Task input
+ + +

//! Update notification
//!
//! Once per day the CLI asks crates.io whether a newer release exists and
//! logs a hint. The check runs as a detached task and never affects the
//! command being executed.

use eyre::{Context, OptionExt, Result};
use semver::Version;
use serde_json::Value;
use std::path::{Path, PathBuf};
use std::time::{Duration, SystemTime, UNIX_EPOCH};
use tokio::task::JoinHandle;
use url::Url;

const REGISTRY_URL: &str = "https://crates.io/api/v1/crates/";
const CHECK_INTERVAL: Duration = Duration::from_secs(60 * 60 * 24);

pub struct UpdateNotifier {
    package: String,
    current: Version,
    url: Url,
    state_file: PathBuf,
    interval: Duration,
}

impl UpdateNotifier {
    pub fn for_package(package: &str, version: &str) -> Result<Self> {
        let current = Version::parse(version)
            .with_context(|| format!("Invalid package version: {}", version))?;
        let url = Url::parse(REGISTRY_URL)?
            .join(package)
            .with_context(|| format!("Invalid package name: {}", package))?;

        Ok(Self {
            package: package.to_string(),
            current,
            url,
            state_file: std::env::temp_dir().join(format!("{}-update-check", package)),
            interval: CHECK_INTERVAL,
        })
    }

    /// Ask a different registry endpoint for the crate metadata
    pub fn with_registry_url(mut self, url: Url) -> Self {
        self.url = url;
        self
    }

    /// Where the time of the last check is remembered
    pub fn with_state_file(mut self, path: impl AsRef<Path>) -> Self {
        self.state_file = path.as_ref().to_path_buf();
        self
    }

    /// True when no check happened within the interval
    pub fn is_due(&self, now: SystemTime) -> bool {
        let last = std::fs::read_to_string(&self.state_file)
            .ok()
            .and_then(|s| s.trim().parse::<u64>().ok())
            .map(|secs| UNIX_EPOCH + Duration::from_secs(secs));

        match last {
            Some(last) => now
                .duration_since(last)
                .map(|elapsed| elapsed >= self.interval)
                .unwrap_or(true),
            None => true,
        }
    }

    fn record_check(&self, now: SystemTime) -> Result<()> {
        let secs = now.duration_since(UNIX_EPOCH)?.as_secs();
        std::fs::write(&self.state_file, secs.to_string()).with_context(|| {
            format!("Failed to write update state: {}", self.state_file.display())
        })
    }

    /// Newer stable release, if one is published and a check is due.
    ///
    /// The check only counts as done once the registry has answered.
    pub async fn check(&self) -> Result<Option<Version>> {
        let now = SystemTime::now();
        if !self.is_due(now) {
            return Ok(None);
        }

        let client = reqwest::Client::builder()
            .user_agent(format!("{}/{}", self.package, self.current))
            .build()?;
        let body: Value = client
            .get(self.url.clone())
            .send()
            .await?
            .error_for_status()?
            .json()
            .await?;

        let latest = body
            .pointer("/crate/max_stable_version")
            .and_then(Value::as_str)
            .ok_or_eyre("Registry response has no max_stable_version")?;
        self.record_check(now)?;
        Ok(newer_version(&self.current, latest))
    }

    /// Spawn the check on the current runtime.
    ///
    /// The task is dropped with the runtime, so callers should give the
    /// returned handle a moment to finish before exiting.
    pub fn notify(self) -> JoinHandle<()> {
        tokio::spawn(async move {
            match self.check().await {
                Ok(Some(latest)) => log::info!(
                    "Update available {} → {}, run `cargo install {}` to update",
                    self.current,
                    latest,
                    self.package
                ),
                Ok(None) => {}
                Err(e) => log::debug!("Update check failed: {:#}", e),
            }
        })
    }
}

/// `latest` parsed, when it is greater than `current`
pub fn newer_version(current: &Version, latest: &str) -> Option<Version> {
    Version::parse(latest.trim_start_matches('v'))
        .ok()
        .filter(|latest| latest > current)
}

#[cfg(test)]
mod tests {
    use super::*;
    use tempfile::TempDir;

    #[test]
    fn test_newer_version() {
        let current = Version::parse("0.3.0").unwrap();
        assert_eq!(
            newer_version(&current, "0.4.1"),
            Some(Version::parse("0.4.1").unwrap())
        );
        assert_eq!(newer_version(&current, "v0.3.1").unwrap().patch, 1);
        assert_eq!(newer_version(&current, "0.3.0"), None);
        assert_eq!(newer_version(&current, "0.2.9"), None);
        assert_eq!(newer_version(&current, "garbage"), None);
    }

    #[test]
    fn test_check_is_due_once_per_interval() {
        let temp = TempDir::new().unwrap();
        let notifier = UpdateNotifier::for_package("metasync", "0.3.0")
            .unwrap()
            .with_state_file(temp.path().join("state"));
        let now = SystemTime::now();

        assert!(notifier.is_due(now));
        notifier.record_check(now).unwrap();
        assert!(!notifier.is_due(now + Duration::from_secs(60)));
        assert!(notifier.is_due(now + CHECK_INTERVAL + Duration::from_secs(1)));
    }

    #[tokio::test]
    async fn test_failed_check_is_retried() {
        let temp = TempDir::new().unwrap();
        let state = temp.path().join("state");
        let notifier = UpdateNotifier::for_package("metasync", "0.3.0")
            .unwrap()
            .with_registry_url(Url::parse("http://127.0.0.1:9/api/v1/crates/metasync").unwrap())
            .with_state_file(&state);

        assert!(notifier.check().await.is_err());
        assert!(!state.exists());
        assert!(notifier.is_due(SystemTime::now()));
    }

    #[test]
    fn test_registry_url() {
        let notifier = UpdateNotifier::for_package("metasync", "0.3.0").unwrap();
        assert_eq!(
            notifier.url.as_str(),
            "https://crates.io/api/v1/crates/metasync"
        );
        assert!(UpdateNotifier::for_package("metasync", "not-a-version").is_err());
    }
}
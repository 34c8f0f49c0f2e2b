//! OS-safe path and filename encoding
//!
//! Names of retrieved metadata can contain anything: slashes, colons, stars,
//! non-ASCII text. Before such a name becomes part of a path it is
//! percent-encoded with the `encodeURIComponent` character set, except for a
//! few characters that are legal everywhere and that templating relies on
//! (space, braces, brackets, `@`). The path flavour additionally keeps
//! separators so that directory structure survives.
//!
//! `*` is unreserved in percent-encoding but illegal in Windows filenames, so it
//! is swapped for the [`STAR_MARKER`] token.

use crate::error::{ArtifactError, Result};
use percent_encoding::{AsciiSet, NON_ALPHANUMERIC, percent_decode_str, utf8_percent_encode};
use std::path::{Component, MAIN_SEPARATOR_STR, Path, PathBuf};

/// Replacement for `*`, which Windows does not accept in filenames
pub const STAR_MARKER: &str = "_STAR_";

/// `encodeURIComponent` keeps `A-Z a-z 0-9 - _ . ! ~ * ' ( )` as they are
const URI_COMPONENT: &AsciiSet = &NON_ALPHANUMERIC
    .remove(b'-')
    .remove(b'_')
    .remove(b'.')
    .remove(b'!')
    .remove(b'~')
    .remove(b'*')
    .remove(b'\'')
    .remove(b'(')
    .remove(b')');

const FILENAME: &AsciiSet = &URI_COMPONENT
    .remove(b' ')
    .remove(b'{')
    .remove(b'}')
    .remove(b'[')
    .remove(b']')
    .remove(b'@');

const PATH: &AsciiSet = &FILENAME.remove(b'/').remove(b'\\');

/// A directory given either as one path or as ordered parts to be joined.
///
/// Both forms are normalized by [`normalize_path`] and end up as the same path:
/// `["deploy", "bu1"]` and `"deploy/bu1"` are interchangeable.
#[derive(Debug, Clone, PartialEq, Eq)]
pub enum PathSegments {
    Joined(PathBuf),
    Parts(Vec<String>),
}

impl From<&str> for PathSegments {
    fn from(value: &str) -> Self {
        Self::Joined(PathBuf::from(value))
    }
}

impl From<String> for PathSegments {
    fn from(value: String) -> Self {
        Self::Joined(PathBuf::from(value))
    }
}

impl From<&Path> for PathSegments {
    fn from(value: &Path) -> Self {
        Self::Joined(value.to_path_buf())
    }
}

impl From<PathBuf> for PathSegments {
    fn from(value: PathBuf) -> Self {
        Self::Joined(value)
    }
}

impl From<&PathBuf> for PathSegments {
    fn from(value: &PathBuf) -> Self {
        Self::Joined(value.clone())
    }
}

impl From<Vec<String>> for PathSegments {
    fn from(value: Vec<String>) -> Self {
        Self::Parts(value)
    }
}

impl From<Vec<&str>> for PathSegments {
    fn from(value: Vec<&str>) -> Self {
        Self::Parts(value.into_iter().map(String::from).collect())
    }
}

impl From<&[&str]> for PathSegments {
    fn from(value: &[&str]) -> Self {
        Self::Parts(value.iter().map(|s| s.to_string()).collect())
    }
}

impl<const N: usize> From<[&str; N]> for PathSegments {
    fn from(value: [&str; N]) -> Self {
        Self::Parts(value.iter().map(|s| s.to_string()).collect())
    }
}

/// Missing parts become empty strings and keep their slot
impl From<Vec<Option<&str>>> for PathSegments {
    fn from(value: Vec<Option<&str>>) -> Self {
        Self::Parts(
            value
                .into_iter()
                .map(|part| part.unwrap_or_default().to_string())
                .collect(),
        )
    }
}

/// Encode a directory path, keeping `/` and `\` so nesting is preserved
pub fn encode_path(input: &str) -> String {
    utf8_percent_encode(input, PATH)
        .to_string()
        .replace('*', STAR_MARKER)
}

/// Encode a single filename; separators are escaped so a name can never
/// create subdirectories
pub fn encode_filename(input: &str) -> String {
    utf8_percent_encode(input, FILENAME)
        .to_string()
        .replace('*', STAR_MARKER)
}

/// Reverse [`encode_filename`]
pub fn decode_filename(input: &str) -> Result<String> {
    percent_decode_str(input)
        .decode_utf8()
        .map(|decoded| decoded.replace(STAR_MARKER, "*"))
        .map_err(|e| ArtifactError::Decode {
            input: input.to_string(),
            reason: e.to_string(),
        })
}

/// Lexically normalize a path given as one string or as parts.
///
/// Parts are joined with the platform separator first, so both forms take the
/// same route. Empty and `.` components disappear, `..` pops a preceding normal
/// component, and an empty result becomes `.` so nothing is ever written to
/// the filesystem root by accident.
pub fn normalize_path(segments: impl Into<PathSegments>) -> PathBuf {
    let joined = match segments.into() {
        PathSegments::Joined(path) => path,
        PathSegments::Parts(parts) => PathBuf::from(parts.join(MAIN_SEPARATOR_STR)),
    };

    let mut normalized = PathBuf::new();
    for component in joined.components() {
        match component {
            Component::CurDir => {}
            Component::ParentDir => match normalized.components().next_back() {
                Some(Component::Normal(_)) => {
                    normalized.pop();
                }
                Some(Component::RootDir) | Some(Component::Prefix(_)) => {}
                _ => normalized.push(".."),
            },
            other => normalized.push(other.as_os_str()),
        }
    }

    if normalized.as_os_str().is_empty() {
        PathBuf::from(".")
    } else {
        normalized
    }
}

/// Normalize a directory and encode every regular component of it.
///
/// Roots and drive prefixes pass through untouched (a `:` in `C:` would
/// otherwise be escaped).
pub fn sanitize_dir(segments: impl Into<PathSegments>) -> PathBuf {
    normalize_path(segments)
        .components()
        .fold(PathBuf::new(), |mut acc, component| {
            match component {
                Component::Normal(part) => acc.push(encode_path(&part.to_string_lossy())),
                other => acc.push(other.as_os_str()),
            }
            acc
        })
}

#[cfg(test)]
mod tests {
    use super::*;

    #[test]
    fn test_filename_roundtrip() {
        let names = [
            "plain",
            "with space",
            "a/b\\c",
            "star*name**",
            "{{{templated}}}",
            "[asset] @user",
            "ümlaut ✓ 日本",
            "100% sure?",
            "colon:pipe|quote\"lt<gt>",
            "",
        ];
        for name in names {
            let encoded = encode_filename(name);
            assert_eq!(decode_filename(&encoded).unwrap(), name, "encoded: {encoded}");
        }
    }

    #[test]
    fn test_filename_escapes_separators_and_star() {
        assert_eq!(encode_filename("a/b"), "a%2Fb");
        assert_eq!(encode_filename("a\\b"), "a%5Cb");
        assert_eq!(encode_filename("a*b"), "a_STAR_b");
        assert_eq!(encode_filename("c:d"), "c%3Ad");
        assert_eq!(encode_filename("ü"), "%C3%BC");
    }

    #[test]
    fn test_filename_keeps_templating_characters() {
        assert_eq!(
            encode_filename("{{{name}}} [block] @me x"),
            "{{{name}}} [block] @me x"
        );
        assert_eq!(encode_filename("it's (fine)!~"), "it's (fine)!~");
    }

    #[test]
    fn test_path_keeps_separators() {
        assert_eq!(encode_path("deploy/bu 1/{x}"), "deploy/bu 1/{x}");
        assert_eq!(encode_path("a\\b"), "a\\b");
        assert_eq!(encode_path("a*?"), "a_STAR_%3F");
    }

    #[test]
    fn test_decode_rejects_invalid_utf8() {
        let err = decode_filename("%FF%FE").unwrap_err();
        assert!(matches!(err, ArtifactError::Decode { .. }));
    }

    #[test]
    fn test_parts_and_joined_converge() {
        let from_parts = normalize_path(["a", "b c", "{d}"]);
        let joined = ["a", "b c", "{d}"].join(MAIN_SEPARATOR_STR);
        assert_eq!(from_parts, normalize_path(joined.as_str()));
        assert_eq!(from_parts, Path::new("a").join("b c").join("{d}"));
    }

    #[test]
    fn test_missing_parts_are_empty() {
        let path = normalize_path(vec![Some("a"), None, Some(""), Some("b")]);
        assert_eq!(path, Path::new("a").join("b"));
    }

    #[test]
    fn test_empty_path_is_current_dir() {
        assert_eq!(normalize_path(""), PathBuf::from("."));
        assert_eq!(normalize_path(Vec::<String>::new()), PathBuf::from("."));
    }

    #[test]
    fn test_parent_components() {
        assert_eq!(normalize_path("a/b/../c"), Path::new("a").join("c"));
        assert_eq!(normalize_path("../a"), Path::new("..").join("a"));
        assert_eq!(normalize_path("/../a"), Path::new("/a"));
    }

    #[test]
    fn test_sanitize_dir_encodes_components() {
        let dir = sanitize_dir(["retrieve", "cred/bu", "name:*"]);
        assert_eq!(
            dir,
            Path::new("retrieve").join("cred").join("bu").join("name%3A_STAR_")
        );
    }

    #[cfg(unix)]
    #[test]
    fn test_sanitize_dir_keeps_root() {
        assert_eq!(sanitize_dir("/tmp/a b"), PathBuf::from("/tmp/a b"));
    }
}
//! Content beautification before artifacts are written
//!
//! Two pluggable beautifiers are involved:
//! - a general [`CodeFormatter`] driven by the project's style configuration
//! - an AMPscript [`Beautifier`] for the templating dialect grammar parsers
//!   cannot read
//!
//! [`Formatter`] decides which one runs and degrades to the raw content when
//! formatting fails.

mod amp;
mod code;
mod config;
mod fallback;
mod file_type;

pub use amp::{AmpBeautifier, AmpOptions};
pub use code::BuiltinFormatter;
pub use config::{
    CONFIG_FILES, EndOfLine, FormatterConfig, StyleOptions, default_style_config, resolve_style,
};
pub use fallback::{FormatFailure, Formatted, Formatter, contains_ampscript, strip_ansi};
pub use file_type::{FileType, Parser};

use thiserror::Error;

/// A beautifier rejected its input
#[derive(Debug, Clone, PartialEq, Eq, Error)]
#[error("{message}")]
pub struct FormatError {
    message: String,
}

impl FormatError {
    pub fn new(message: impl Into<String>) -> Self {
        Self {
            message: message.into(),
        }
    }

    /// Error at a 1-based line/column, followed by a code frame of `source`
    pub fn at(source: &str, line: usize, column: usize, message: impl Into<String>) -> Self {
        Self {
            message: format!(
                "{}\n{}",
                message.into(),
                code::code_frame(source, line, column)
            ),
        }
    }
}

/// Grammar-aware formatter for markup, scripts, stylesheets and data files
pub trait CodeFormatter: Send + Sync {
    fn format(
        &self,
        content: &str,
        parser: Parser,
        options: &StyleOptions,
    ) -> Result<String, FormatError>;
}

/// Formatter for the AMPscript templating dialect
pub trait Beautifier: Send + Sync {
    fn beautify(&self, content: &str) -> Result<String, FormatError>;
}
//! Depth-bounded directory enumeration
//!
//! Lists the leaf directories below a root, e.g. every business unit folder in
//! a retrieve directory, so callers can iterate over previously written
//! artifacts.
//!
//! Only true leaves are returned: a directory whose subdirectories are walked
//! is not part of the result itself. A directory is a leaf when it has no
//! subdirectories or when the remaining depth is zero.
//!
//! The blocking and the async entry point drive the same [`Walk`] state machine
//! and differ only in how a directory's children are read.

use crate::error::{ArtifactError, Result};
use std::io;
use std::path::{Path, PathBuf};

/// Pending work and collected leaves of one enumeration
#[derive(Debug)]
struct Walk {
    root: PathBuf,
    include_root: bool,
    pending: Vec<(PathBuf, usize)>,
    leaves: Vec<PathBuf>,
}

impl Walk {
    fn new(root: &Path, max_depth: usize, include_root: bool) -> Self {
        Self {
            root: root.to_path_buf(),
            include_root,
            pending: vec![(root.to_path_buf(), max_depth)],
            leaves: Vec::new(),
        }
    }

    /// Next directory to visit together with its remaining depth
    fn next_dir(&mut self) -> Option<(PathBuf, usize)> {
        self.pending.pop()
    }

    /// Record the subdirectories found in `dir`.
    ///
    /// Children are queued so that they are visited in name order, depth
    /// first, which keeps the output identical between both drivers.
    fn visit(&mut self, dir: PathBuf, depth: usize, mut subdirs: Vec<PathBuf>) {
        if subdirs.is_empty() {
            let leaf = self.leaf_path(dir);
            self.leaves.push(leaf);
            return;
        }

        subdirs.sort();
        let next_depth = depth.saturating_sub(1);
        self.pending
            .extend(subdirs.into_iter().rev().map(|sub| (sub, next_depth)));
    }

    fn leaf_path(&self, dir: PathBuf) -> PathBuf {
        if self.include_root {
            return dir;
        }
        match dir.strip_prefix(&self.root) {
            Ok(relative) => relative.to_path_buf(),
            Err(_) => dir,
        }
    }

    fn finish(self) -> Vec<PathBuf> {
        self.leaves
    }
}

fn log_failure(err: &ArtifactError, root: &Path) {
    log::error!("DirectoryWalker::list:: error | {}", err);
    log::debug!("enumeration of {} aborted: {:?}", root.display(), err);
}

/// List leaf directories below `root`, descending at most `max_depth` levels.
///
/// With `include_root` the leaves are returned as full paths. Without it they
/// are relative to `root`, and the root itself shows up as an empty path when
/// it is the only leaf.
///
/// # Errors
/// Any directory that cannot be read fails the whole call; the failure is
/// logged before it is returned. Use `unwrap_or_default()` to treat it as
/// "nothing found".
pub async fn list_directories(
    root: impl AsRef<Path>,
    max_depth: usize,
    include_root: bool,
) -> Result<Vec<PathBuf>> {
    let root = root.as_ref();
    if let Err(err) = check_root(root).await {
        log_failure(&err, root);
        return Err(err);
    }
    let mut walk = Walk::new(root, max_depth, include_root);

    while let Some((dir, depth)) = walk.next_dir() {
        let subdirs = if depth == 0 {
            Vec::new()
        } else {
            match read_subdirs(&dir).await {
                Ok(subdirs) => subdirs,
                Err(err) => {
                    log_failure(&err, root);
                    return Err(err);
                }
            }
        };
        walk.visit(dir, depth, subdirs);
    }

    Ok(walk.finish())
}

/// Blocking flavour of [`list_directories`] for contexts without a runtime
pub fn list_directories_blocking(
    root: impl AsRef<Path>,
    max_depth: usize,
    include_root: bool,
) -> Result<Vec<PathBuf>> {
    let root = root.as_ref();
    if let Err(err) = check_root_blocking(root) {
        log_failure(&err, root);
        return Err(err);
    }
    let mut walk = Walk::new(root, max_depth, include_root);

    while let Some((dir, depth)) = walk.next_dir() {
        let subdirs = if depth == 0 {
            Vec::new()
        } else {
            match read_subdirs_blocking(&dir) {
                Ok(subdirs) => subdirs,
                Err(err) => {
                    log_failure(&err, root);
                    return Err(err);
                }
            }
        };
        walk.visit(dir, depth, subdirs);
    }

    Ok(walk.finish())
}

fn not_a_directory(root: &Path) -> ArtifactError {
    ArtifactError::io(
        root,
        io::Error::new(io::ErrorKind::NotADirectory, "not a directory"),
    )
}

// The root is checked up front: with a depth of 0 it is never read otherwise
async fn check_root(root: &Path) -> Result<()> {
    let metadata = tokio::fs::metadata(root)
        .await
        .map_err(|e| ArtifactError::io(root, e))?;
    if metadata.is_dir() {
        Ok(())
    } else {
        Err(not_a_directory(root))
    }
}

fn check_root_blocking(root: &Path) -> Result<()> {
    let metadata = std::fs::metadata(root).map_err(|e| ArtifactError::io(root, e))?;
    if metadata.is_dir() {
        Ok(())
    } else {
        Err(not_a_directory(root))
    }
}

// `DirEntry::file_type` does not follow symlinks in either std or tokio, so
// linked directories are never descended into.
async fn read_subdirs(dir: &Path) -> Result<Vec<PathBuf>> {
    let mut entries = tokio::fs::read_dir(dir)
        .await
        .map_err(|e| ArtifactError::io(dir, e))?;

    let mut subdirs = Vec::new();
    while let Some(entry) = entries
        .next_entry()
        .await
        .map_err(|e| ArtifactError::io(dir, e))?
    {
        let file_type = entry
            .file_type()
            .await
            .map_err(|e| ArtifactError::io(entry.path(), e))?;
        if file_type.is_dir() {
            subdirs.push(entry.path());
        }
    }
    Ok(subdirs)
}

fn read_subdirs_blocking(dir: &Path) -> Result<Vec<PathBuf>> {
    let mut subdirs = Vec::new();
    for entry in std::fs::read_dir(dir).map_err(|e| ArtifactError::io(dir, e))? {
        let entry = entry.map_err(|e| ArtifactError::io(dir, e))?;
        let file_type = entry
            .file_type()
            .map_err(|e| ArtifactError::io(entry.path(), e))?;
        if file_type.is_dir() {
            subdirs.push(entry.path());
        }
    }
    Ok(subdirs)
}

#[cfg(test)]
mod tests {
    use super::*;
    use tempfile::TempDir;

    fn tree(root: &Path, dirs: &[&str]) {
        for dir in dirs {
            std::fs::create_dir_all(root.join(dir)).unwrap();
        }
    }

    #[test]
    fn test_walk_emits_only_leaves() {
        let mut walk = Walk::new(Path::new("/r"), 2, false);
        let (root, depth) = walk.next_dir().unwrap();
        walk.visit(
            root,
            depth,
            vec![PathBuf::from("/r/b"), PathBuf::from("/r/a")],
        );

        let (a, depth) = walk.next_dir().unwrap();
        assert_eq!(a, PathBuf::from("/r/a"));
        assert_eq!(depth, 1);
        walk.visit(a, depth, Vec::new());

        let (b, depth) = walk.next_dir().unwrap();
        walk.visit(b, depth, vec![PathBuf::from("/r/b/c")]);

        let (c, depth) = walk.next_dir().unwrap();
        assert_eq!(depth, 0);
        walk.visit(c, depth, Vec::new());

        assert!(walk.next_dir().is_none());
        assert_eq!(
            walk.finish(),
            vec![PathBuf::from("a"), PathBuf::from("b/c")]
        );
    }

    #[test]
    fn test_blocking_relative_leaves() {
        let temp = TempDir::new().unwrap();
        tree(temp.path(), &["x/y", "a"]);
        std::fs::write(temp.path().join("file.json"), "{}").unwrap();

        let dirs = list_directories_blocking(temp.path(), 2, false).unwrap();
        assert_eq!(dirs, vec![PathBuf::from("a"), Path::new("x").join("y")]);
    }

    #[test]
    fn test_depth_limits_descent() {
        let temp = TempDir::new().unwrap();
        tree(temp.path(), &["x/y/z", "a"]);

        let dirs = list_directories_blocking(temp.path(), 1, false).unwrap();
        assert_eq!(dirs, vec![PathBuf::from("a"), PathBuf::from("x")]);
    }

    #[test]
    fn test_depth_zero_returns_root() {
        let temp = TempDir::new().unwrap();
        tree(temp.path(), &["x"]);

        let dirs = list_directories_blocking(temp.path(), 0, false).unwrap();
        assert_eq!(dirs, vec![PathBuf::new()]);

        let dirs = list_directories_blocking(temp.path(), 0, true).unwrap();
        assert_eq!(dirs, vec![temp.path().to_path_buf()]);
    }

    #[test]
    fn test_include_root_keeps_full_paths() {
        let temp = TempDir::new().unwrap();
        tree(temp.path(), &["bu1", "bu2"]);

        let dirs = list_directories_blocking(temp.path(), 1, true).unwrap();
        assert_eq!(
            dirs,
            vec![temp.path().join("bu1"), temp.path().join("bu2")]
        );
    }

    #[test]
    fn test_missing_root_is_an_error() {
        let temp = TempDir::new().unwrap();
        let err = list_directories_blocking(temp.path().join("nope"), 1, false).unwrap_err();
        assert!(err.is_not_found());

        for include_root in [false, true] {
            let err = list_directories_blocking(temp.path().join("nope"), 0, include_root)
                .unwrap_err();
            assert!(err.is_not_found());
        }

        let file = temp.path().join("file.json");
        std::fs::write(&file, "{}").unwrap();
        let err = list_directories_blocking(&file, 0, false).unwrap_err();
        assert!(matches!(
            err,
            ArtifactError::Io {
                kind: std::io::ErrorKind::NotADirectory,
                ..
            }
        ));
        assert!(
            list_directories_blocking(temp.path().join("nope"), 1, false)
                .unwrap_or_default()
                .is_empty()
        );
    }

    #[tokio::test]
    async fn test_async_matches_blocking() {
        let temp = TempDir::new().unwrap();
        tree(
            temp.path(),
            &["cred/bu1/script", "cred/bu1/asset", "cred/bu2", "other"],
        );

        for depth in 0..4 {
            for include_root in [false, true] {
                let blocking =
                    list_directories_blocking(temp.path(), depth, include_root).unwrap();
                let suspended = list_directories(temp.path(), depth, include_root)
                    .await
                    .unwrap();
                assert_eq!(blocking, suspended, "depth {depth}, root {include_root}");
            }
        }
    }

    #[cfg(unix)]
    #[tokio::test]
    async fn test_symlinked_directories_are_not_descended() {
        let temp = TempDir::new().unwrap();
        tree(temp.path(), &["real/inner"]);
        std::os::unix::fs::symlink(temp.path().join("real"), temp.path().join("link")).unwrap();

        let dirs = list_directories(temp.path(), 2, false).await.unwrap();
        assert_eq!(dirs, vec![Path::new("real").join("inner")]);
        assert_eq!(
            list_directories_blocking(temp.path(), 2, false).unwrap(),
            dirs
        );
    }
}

+ + +

Directions for this task
Each line from the beginning of the listing up to the line where "const CHECK_INTERVAL: Duration" appears needs to be given again exactly; please add nothing else.

Your response
//! Update notification
//!
//! Once per day the CLI asks crates.io whether a newer release exists and
//! logs a hint. The check runs as a detached task and never affects the
//! command being executed.

use eyre::{Context, OptionExt, Result};
use semver::Version;
use serde_json::Value;
use std::path::{Path, PathBuf};
use std::time::{Duration, SystemTime, UNIX_EPOCH};
use tokio::task::JoinHandle;
use url::Url;

const REGISTRY_URL: &str = "https://crates.io/api/v1/crates/";
const CHECK_INTERVAL: Duration = Duration::from_secs(60 * 60 * 24);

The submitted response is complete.